- WHAT NEEDS TO BE DONE
Return each record shown beneath, word for word.

- MATERIAL PROVIDED
○ ○ ○ ○
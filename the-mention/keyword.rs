//! The keyword being typed after a trigger.
//!
//! With the caret right after `@Dav` in `Hello @Dav`, the active keyword for
//! `@` is `Dav`. The scan walks backward from the caret inside the part that
//! holds it and stops at:
//!
//! - the trigger: success, if it starts a word (start of text or after
//!   whitespace), so `mail@host` never opens a mention
//! - a line ending, or more spaces than the part type allows: no keyword
//! - the start of the part: no keyword, a committed token is never reopened
//!
//! A range selection never has a keyword.

use serde::Serialize;
use smallvec::SmallVec;
use the_core::{
  chars::{
    char_is_boundary,
    char_is_line_ending,
    char_is_whitespace,
  },
  text::{
    is_char_offset,
    prev_char,
  },
};

use crate::{
  parse::Parsed,
  part::Span,
  part_type::{
    PartTypeId,
    PartTypes,
  },
  selection::Selection,
};

#[derive(Debug, Clone, PartialEq, Eq, Hash, Serialize)]
pub struct Keyword {
  pub part_type:      PartTypeId,
  pub trigger:        char,
  /// Text typed after the trigger, up to the caret. May be empty.
  pub value:          String,
  /// Display offset of the trigger character.
  pub trigger_offset: usize,
  /// Index of the part holding the trigger and the caret.
  pub part_index:     usize,
}

impl Keyword {
  /// Display offset right after the keyword (the caret it was read at).
  pub fn end(&self) -> usize {
    self.trigger_offset + self.trigger.len_utf8() + self.value.len()
  }

  /// Display span from the trigger through the end of the keyword.
  pub fn span(&self) -> Span {
    Span::new(self.trigger_offset, self.end())
  }
}

/// Keyword for one trigger part type at the selection.
pub fn keyword_for(
  parsed: &Parsed,
  selection: Selection,
  part_types: &PartTypes,
  id: PartTypeId,
) -> Option<Keyword> {
  let part_type = part_types.get(id)?;
  let trigger = part_type.trigger_char()?;
  if !selection.is_within(&parsed.display_text) {
    return None;
  }
  let caret = selection.caret()?;
  keyword_at(parsed, caret, id, trigger, part_type.space_budget())
}

/// Keyword of every trigger part type, in registry order.
pub fn keywords_by_trigger(
  parsed: &Parsed,
  selection: Selection,
  part_types: &PartTypes,
) -> SmallVec<[(PartTypeId, Option<Keyword>); 4]> {
  part_types
    .triggers()
    .map(|(id, ..)| (id, keyword_for(parsed, selection, part_types, id)))
    .collect()
}

/// The first trigger part type with an open keyword at the selection.
pub fn active_keyword(
  parsed: &Parsed,
  selection: Selection,
  part_types: &PartTypes,
) -> Option<Keyword> {
  part_types
    .triggers()
    .find_map(|(id, ..)| keyword_for(parsed, selection, part_types, id))
}

pub(crate) fn keyword_at(
  parsed: &Parsed,
  caret: usize,
  id: PartTypeId,
  trigger: char,
  space_budget: usize,
) -> Option<Keyword> {
  let text = parsed.display_text.as_str();
  if !is_char_offset(text, caret) {
    return None;
  }

  let (part_index, part) = parsed.part_at_caret(caret)?;
  if part.mention().is_some() {
    return None;
  }

  let start = part.position.start;
  let mut spaces = 0;
  for (index, ch) in text[start..caret].char_indices().rev() {
    let offset = start + index;
    if ch == trigger {
      if !starts_word(text, offset) {
        return None;
      }
      return Some(Keyword {
        part_type: id,
        trigger,
        value: text[offset + ch.len_utf8()..caret].to_string(),
        trigger_offset: offset,
        part_index,
      });
    }
    if char_is_line_ending(ch) {
      return None;
    }
    if char_is_whitespace(ch) {
      spaces += 1;
      if spaces > space_budget {
        return None;
      }
    }
  }

  None
}

fn starts_word(text: &str, offset: usize) -> bool {
  prev_char(text, offset).is_none_or(char_is_boundary)
}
○ ○ ○ ○
- EXERCISE RESULT
filename the-mention/keyword.rs
//! The keyword being typed after a trigger.
//!
//! With the caret right after `@Dav` in `Hello @Dav`, the active keyword for
//! `@` is `Dav`. The scan walks backward from the caret inside the part that
//! holds it and stops at:
//!
//! - the trigger: success, if it starts a word (start of text or after
//!   whitespace), so `mail@host` never opens a mention
//! - a line ending, or more spaces than the part type allows: no keyword
//! - the start of the part: no keyword, a committed token is never reopened
//!
//! A range selection never has a keyword.

use serde::Serialize;
use smallvec::SmallVec;
use the_core::{
  chars::{
    char_is_boundary,
    char_is_line_ending,
    char_is_whitespace,
  },
  text::{
    is_char_offset,
    prev_char,
  },
};

use crate::{
  parse::Parsed,
  part::Span,
  part_type::{
    PartTypeId,
    PartTypes,
  },
  selection::Selection,
};

#[derive(Debug, Clone, PartialEq, Eq, Hash, Serialize)]
pub struct Keyword {
  pub part_type:      PartTypeId,
  pub trigger:        char,
  /// Text typed after the trigger, up to the caret. May be empty.
  pub value:          String,
  /// Display offset of the trigger character.
  pub trigger_offset: usize,
  /// Index of the part holding the trigger and the caret.
  pub part_index:     usize,
}

impl Keyword {
  /// Display offset right after the keyword (the caret it was read at).
  pub fn end(&self) -> usize {
    self.trigger_offset + self.trigger.len_utf8() + self.value.len()
  }

  /// Display span from the trigger through the end of the keyword.
  pub fn span(&self) -> Span {
    Span::new(self.trigger_offset, self.end())
  }
}

/// Keyword for one trigger part type at the selection.
pub fn keyword_for(
  parsed: &Parsed,
  selection: Selection,
  part_types: &PartTypes,
  id: PartTypeId,
) -> Option<Keyword> {
  let part_type = part_types.get(id)?;
  let trigger = part_type.trigger_char()?;
  if !selection.is_within(&parsed.display_text) {
    return None;
  }
  let caret = selection.caret()?;
  keyword_at(parsed, caret, id, trigger, part_type.space_budget())
}

/// Keyword of every trigger part type, in registry order.
pub fn keywords_by_trigger(
  parsed: &Parsed,
  selection: Selection,
  part_types: &PartTypes,
) -> SmallVec<[(PartTypeId, Option<Keyword>); 4]> {
  part_types
    .triggers()
    .map(|(id, ..)| (id, keyword_for(parsed, selection, part_types, id)))
    .collect()
}

/// The first trigger part type with an open keyword at the selection.
pub fn active_keyword(
  parsed: &Parsed,
  selection: Selection,
  part_types: &PartTypes,
) -> Option<Keyword> {
  part_types
    .triggers()
    .find_map(|(id, ..)| keyword_for(parsed, selection, part_types, id))
}

pub(crate) fn keyword_at(
  parsed: &Parsed,
  caret: usize,
  id: PartTypeId,
  trigger: char,
  space_budget: usize,
) -> Option<Keyword> {
  let text = parsed.display_text.as_str();
  if !is_char_offset(text, caret) {
    return None;
  }

  let (part_index, part) = parsed.part_at_caret(caret)?;
  if part.mention().is_some() {
    return None;
  }

  let start = part.position.start;
  let mut spaces = 0;
  for (index, ch) in text[start..caret].char_indices().rev() {
    let offset = start + index;
    if ch == trigger {
      if !starts_word(text, offset) {
        return None;
      }
      return Some(Keyword {
        part_type: id,
        trigger,
        value: text[offset + ch.len_utf8()..caret].to_string(),
        trigger_offset: offset,
        part_index,
      });
    }
    if char_is_line_ending(ch) {
      return None;
    }
    if char_is_whitespace(ch) {
      spaces += 1;
      if spaces > space_budget {
        return None;
      }
    }
  }

  None
}

fn starts_word(text: &str, offset: usize) -> bool {
  prev_char(text, offset).is_none_or(char_is_boundary)
}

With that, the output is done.